Wat zijn de verschillende soorten ontwikkelingstests?
Ontwikkelingstests zijn ontworpen voor pasgeborenen, kleuters en schoolgaande kinderen om te meten of er ontwikkelingsachterstanden zijn. Deze ontwikkelingstests analyseren of een kind normale mentale, fysieke en gedragsgroei vertoont in vergelijking met andere kinderen van dezelfde leeftijd. De tests kunnen helpen ontwikkelingsachterstanden te identificeren, zodat ouders vroege behandelingsopties kunnen afwegen.
Drie belangrijke aandoeningen kunnen worden gediagnosticeerd door middel van ontwikkelingstests: mentale retardatie, autisme en aandachtstekortstoornis (ADHD). Door een kind in verschillende groeifasen te screenen, kan een van deze aandoeningen aan het licht komen die van invloed zijn op het leren, de sociale interactie en de lichamelijke ontwikkeling. Artsen beoordelen typisch motorische vaardigheden, taalvaardigheid, emotionele responsen en gedragsgedrag bij het uitvoeren van ontwikkelingstests.
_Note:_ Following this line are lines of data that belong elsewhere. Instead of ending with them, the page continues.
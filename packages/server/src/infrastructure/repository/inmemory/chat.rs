//! In-memory ChatRepository 実装
//!
//! Presence と Room の両方を 1 つの Mutex で保護する。
//! シミュレーション用のレプリカ操作（`replace_presence` / `replace_members` /
//! `import_message`）もここで提供する。

use std::collections::BTreeMap;

use async_trait::async_trait;
use tokio::sync::Mutex;

use crate::domain::{
    ChatMessage, ChatRepository, ConnectionId, DEFAULT_HISTORY_LIMIT, JoinOutcome, LeaveOutcome,
    MessageContent, MessageSender, PresenceChange, RepositoryError, Room, RoomId, Timestamp,
    UserId, UserProfile,
};

#[derive(Debug, Clone)]
struct PresenceEntry {
    connection_id: ConnectionId,
    profile: UserProfile,
}

#[derive(Debug, Default)]
struct ChatState {
    /// Announce order.
    presence: Vec<PresenceEntry>,
    rooms: BTreeMap<RoomId, Room>,
}

impl ChatState {
    fn entry_by_connection(&self, connection_id: &ConnectionId) -> Option<&PresenceEntry> {
        self.presence
            .iter()
            .find(|e| &e.connection_id == connection_id)
    }

    fn set_current_room(&mut self, user_id: &UserId, room: Option<RoomId>) {
        if let Some(entry) = self.presence.iter_mut().find(|e| &e.profile.id == user_id) {
            entry.profile.current_room = room;
        }
    }

    fn connections_for(&self, room: &Room) -> Vec<ConnectionId> {
        room.members
            .iter()
            .filter_map(|member| {
                self.presence
                    .iter()
                    .find(|e| e.profile.id == member.id)
                    .map(|e| e.connection_id.clone())
            })
            .collect()
    }
}

/// In-memory ChatRepository
pub struct InMemoryChatRepository {
    state: Mutex<ChatState>,
    history_limit: usize,
}

impl InMemoryChatRepository {
    pub fn new() -> Self {
        Self::with_history_limit(DEFAULT_HISTORY_LIMIT)
    }

    /// Repository whose rooms keep at most `history_limit` messages.
    pub fn with_history_limit(history_limit: usize) -> Self {
        Self {
            state: Mutex::new(ChatState::default()),
            history_limit: history_limit.max(1),
        }
    }

    fn new_room(&self, room_id: RoomId, name: Option<String>) -> Room {
        let room = match name {
            Some(name) => Room::with_name(room_id, name),
            None => Room::new(room_id),
        };
        room.with_history_limit(self.history_limit)
    }

    /// Create a room unless it exists. Returns `true` when it was created.
    pub async fn ensure_room(&self, room_id: RoomId, name: Option<String>) -> bool {
        let mut state = self.state.lock().await;
        if state.rooms.contains_key(&room_id) {
            return false;
        }
        let room = self.new_room(room_id.clone(), name);
        state.rooms.insert(room_id, room);
        true
    }

    /// Insert a message recorded by another owner. Returns `false` when the
    /// message id is already held.
    pub async fn import_message(&self, message: ChatMessage) -> Result<bool, RepositoryError> {
        let mut state = self.state.lock().await;
        let room = state
            .rooms
            .get_mut(&message.room_id)
            .ok_or_else(|| RepositoryError::RoomNotFound(message.room_id.to_string()))?;
        Ok(room.import_message(message))
    }

    /// Overwrite the presence list with a replicated slice.
    ///
    /// Users that already have a local binding keep their connection; the
    /// others are bound to a connection named after their user id.
    pub async fn replace_presence(&self, profiles: Vec<UserProfile>) {
        let mut state = self.state.lock().await;
        let mut presence: Vec<PresenceEntry> = Vec::with_capacity(profiles.len());
        for profile in profiles {
            if presence.iter().any(|e| e.profile.id == profile.id) {
                continue;
            }
            let existing = state
                .presence
                .iter()
                .find(|e| e.profile.id == profile.id)
                .map(|e| e.connection_id.clone());
            let connection_id = match existing {
                Some(id) => id,
                None => match ConnectionId::new(profile.id.as_str().to_string()) {
                    Ok(id) => id,
                    Err(_) => continue,
                },
            };
            presence.push(PresenceEntry {
                connection_id,
                profile,
            });
        }
        state.presence = presence;
    }

    /// Overwrite a room roster with a replicated slice, creating the room if needed.
    pub async fn replace_members(&self, room_id: &RoomId, members: Vec<UserProfile>) {
        let mut state = self.state.lock().await;
        if !state.rooms.contains_key(room_id) {
            let room = self.new_room(room_id.clone(), None);
            state.rooms.insert(room_id.clone(), room);
        }
        if let Some(room) = state.rooms.get_mut(room_id) {
            room.members.clear();
            for member in members {
                room.add_member(member);
            }
        }
    }
}

impl Default for InMemoryChatRepository {
    fn default() -> Self {
        Self::new()
    }
}

#[async_trait]
impl ChatRepository for InMemoryChatRepository {
    async fn bind_presence(
        &self,
        connection_id: ConnectionId,
        mut profile: UserProfile,
    ) -> PresenceChange {
        let mut state = self.state.lock().await;
        let mut change = PresenceChange::default();

        // 同じユーザーの既存バインドは置き換える
        if let Some(pos) = state.presence.iter().position(|e| e.profile.id == profile.id) {
            let previous = state.presence.remove(pos);
            profile.current_room = previous.profile.current_room.clone();
            if previous.connection_id != connection_id {
                change.replaced_connection = Some(previous.connection_id);
            }
        } else {
            profile.current_room = None;
        }
        // この接続が別ユーザーとして名乗っていた場合はそのバインドを外す
        state.presence.retain(|e| e.connection_id != connection_id);

        for room in state.rooms.values_mut() {
            if let Some(member) = room.members.iter_mut().find(|m| m.id == profile.id) {
                let refreshed = UserProfile {
                    current_room: member.current_room.clone(),
                    ..profile.clone()
                };
                if *member != refreshed {
                    *member = refreshed;
                    change.refreshed_rooms.push(room.id.clone());
                }
            }
        }

        state.presence.push(PresenceEntry {
            connection_id,
            profile,
        });
        change
    }

    async fn remove_presence(&self, connection_id: &ConnectionId) -> Option<UserProfile> {
        let mut state = self.state.lock().await;
        let pos = state
            .presence
            .iter()
            .position(|e| &e.connection_id == connection_id)?;
        Some(state.presence.remove(pos).profile)
    }

    async fn profile_of(&self, connection_id: &ConnectionId) -> Option<UserProfile> {
        let state = self.state.lock().await;
        state
            .entry_by_connection(connection_id)
            .map(|e| e.profile.clone())
    }

    async fn connection_of(&self, user_id: &UserId) -> Option<ConnectionId> {
        let state = self.state.lock().await;
        state
            .presence
            .iter()
            .find(|e| &e.profile.id == user_id)
            .map(|e| e.connection_id.clone())
    }

    async fn active_users(&self) -> Vec<UserProfile> {
        let state = self.state.lock().await;
        state.presence.iter().map(|e| e.profile.clone()).collect()
    }

    async fn join_room(
        &self,
        room_id: &RoomId,
        profile: UserProfile,
        create_if_missing: bool,
    ) -> Result<JoinOutcome, RepositoryError> {
        let mut state = self.state.lock().await;
        if !state.rooms.contains_key(room_id) {
            if !create_if_missing {
                return Err(RepositoryError::RoomNotFound(room_id.to_string()));
            }
            let room = self.new_room(room_id.clone(), None);
            state.rooms.insert(room_id.clone(), room);
            tracing::debug!("Room '{}' created on first join", room_id);
        }

        state.set_current_room(&profile.id, Some(room_id.clone()));
        let member = UserProfile {
            current_room: Some(room_id.clone()),
            ..profile
        };
        let room = state
            .rooms
            .get_mut(room_id)
            .ok_or_else(|| RepositoryError::RoomNotFound(room_id.to_string()))?;
        let newly_joined = room.add_member(member);

        Ok(JoinOutcome {
            room_id: room.id.clone(),
            room_name: room.name.clone(),
            roster: room.members.clone(),
            history: room.messages.clone(),
            newly_joined,
        })
    }

    async fn leave_room(
        &self,
        room_id: &RoomId,
        user_id: &UserId,
    ) -> Result<LeaveOutcome, RepositoryError> {
        let mut state = self.state.lock().await;
        let room = state
            .rooms
            .get_mut(room_id)
            .ok_or_else(|| RepositoryError::RoomNotFound(room_id.to_string()))?;
        let removed = room.remove_member(user_id);
        let roster = room.members.clone();

        let in_this_room = state
            .presence
            .iter()
            .any(|e| &e.profile.id == user_id && e.profile.current_room.as_ref() == Some(room_id));
        if in_this_room {
            state.set_current_room(user_id, None);
        }

        Ok(LeaveOutcome {
            room_id: room_id.clone(),
            roster,
            removed,
        })
    }

    async fn leave_all_rooms(&self, user_id: &UserId) -> Vec<LeaveOutcome> {
        let mut state = self.state.lock().await;
        let outcomes: Vec<LeaveOutcome> = state
            .rooms
            .values_mut()
            .filter_map(|room| {
                room.remove_member(user_id).then(|| LeaveOutcome {
                    room_id: room.id.clone(),
                    roster: room.members.clone(),
                    removed: true,
                })
            })
            .collect();
        state.set_current_room(user_id, None);
        outcomes
    }

    async fn append_message(
        &self,
        room_id: &RoomId,
        content: MessageContent,
        sender: MessageSender,
        now: Timestamp,
    ) -> Result<ChatMessage, RepositoryError> {
        let mut state = self.state.lock().await;
        let room = state
            .rooms
            .get_mut(room_id)
            .ok_or_else(|| RepositoryError::RoomNotFound(room_id.to_string()))?;
        Ok(room.post(content, sender, now))
    }

    async fn room_connections(
        &self,
        room_id: &RoomId,
    ) -> Result<Vec<ConnectionId>, RepositoryError> {
        let state = self.state.lock().await;
        let room = state
            .rooms
            .get(room_id)
            .ok_or_else(|| RepositoryError::RoomNotFound(room_id.to_string()))?;
        Ok(state.connections_for(room))
    }

    async fn get_room(&self, room_id: &RoomId) -> Result<Room, RepositoryError> {
        let state = self.state.lock().await;
        state
            .rooms
            .get(room_id)
            .cloned()
            .ok_or_else(|| RepositoryError::RoomNotFound(room_id.to_string()))
    }

    async fn list_rooms(&self) -> Vec<Room> {
        let state = self.state.lock().await;
        state.rooms.values().cloned().collect()
    }
}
Pasgeboren beoordeling kan een metabole stoornis genaamd fenylketonuric (PKU) detecteren, die het niveau van een enzym regelt dat nodig is voor normale groei. Te veel van dit enzym kan de hersenen beïnvloeden en de normale ontwikkeling belemmeren. Als PKU wordt ontdekt, kan de baby direct na de geboorte een speciaal dieet krijgen om ontwikkelingsachterstanden af te wenden. Babyscreening kan ook meer dan 20 andere aandoeningen detecteren via tandem-massaspectrometrietests. Bij deze onderzoeken wordt een druppel bloed afgenomen van de hiel van de baby kort na de geboorte.
Baby's ondergaan doorgaans twee keer in de komende twee jaar twee keer aanvullende ontwikkelingstests. Een beoordeling kan bepalen of het kind normaal gesproken praat, kruipt en loopt voor zijn of haar leeftijd. Voorschoolse screeningstests worden over het algemeen aanbevolen om te bepalen of er gedragsproblemen bestaan die de schoolprestaties van het kind kunnen beïnvloeden. Op deze leeftijd wordt het kind vaak getest op zijn of haar aandachtsniveau, visuele perceptie en mentale groei.
Attention deficit hyperactive disorder (ADHD) is een gedragsstoornis gekenmerkt door impulsief gedrag en leermoeilijkheden. Ontwikkelingsonderzoekstests voor deze aandoening kijken naar de familiegeschiedenis van leerproblemen, educatieve vooruitgang en communicatievaardigheden. Kinderen met deze stoornis kunnen gemakkelijk afgeleid en vergeetachtig worden, en overmatig praten, waardoor problemen in de klas ontstaan. Een kind met ADHD kan de schooltaken mogelijk niet voltooien omdat zijn of haar aandacht afneemt.
Ontwikkelingstests voor autisme meten de interactie van een kind met ouders en andere kinderen. Het kind kan normaal op intelligentie testen, maar kan zich niet binden aan anderen. Een kind met autisme vermijdt vaak oogcontact en geeft de voorkeur aan isolatie. Hij of zij kan ultragevoelig zijn voor licht, geluid of aanraking. Deze kinderen hunkeren meestal naar routine en kunnen zich fixeren op een bepaald object of speelgoed.